= What the exercise asks =
Collect each line of the entries that holds the string "LoginPayload".
======== Supplied information
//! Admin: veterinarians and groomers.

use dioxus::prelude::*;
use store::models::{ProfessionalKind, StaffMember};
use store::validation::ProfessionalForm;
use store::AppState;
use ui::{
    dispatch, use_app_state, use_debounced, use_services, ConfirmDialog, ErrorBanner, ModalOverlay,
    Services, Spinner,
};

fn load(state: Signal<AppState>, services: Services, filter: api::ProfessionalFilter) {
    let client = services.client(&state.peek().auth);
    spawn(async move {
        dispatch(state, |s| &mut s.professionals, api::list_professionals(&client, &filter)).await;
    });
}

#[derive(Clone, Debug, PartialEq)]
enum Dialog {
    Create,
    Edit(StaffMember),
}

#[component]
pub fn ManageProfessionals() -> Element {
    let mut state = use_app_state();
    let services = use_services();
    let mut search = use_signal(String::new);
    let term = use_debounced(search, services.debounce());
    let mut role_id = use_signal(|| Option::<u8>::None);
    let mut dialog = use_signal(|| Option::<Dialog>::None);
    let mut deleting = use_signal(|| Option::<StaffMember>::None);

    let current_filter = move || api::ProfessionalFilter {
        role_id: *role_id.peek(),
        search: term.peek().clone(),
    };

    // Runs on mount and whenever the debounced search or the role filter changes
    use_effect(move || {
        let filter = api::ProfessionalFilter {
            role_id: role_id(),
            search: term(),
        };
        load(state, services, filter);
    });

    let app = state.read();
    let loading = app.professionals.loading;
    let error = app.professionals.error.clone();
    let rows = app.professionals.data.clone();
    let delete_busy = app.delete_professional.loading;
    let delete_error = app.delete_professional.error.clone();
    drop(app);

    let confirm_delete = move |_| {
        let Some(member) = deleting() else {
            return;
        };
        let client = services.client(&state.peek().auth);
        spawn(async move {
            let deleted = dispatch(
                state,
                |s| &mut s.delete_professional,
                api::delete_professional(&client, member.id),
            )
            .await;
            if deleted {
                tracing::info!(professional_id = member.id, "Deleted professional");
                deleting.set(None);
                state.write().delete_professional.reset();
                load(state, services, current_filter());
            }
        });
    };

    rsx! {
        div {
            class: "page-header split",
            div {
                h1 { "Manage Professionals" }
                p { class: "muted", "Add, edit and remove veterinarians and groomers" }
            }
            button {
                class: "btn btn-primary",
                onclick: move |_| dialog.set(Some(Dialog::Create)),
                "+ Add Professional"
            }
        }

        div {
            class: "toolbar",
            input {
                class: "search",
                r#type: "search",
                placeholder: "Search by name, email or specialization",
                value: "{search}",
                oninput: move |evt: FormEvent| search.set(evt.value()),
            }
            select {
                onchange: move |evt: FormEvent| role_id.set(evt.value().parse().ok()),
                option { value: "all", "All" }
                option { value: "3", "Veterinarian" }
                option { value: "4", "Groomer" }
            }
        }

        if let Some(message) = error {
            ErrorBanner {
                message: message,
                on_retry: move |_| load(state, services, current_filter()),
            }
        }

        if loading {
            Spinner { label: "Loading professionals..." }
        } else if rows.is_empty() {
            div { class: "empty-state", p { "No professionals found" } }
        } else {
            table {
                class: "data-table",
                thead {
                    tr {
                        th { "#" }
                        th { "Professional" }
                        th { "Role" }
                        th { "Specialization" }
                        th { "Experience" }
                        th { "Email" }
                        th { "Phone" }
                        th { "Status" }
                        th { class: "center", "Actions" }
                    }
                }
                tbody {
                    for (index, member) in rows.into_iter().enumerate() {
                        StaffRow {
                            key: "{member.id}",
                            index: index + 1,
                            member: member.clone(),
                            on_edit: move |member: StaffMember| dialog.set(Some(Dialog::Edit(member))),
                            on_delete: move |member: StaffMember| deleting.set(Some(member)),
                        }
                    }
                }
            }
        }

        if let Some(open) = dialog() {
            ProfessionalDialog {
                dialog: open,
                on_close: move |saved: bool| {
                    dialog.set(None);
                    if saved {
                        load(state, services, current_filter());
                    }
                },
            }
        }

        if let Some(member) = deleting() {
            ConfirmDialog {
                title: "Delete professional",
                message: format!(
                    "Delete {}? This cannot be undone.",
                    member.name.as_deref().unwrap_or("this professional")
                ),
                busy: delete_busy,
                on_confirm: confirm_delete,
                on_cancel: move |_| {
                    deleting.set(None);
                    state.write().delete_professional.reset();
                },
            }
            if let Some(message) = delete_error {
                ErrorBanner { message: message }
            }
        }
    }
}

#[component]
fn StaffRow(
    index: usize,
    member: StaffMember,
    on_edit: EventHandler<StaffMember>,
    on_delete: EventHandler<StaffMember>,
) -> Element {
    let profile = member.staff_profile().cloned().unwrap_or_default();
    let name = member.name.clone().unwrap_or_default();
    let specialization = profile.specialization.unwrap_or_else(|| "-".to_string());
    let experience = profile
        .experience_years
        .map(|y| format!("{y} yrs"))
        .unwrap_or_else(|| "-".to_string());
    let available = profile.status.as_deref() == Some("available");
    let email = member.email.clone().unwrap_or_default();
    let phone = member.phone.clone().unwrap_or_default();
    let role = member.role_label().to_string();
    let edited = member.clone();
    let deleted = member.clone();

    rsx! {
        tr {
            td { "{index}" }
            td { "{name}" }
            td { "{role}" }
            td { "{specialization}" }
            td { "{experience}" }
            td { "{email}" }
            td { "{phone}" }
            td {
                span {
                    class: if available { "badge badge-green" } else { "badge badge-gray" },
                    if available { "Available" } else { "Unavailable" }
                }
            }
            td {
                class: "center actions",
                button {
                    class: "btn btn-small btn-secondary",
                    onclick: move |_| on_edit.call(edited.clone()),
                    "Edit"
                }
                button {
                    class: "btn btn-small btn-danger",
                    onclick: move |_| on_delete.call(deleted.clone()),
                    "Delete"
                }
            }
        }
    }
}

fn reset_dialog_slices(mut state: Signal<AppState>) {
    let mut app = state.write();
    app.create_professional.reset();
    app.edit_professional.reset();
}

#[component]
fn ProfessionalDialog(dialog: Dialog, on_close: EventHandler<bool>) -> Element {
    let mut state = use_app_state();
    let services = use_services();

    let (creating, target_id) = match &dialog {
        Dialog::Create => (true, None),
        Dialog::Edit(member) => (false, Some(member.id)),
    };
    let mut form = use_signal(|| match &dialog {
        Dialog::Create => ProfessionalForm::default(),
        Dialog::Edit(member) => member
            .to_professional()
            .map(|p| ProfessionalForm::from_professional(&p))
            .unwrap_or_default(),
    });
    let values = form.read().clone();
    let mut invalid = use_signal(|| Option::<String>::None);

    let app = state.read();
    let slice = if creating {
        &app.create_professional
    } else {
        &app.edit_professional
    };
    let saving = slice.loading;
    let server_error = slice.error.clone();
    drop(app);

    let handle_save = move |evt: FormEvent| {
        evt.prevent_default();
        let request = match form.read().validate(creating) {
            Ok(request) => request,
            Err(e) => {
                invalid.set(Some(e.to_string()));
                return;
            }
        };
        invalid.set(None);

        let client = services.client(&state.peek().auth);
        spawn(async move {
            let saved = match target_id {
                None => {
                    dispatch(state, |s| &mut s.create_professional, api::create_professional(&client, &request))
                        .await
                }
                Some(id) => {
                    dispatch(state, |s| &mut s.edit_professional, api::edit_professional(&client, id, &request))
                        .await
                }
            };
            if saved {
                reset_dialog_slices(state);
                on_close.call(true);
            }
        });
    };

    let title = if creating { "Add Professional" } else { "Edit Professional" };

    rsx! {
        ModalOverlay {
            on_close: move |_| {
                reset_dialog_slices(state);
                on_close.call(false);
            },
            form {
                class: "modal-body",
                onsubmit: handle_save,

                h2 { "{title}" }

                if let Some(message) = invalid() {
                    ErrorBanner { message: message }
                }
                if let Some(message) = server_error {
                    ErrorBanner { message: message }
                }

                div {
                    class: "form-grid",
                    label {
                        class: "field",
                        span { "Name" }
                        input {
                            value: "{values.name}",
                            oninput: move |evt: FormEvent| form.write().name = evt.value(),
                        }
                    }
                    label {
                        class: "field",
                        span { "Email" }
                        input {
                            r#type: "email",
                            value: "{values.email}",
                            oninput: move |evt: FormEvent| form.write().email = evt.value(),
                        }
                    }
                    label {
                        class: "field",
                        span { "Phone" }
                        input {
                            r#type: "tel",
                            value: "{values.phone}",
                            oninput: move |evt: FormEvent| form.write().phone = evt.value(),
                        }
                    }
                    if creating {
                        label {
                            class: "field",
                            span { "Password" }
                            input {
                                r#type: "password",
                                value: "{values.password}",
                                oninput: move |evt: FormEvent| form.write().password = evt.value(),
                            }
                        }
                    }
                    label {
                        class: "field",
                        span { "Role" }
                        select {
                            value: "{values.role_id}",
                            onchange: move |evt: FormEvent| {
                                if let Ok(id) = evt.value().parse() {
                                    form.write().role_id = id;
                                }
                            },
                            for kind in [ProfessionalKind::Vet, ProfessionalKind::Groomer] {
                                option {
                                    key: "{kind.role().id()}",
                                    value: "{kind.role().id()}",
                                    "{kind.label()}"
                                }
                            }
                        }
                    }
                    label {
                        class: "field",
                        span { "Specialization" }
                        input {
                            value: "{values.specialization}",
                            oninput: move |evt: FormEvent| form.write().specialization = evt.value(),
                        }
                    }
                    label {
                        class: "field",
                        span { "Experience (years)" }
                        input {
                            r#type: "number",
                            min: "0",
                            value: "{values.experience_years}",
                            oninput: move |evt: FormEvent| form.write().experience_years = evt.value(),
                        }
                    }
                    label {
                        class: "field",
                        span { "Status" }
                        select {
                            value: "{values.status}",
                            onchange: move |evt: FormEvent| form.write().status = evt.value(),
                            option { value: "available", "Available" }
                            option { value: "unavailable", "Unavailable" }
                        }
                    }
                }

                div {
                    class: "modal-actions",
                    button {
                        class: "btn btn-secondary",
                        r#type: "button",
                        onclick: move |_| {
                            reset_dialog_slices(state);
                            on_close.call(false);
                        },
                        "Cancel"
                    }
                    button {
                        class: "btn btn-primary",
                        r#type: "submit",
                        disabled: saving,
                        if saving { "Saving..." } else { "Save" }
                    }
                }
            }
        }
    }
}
================
======== Supplied information
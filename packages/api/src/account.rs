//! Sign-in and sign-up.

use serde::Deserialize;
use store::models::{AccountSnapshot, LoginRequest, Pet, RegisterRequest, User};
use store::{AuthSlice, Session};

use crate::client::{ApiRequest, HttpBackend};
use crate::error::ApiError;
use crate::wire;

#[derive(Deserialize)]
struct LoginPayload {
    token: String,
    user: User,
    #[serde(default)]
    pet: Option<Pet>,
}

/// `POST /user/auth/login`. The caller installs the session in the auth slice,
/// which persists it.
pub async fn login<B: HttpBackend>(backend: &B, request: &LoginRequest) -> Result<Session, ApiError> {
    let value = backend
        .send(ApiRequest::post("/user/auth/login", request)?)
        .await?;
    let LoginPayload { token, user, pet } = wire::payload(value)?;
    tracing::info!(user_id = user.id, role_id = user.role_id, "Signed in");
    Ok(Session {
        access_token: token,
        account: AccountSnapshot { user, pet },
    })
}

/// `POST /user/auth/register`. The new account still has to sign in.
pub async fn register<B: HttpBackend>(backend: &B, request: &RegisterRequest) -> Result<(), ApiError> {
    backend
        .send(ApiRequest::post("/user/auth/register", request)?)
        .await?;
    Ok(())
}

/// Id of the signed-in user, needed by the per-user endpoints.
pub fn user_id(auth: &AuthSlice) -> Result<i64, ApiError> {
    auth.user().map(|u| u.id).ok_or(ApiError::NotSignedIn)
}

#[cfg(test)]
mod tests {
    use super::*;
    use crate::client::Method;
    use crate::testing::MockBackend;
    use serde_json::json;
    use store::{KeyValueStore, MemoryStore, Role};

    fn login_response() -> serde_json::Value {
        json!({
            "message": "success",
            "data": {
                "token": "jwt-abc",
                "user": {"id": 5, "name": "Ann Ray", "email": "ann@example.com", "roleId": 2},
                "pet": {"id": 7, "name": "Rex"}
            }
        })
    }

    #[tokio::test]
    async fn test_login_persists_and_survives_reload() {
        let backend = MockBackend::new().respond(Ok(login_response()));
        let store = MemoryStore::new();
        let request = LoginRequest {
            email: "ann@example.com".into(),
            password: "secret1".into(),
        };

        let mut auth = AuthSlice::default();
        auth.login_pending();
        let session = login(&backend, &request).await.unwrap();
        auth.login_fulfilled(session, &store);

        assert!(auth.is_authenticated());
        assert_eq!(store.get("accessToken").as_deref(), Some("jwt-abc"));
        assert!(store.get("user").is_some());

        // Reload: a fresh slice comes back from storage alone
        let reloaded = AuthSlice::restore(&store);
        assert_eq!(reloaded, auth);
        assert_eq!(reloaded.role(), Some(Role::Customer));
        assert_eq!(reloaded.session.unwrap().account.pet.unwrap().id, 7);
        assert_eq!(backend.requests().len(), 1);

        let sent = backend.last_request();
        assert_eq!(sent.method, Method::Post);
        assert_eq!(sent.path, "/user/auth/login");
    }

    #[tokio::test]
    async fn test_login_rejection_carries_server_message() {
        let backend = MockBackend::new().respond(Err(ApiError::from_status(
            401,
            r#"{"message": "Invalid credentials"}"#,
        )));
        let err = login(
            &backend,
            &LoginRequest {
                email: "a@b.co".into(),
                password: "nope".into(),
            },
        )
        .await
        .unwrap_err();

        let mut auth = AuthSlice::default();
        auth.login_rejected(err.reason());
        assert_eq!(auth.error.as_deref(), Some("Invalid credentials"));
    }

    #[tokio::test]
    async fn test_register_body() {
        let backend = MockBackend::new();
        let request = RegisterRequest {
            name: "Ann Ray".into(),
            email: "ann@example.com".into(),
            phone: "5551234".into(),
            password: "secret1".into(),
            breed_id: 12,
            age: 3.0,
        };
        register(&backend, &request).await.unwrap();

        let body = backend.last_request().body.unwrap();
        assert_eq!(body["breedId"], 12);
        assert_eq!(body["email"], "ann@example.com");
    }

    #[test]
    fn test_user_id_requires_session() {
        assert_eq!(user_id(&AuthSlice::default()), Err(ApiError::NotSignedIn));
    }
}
================
= Output below =
struct LoginPayload {
    let LoginPayload { token, user, pet } = wire::payload(value)?;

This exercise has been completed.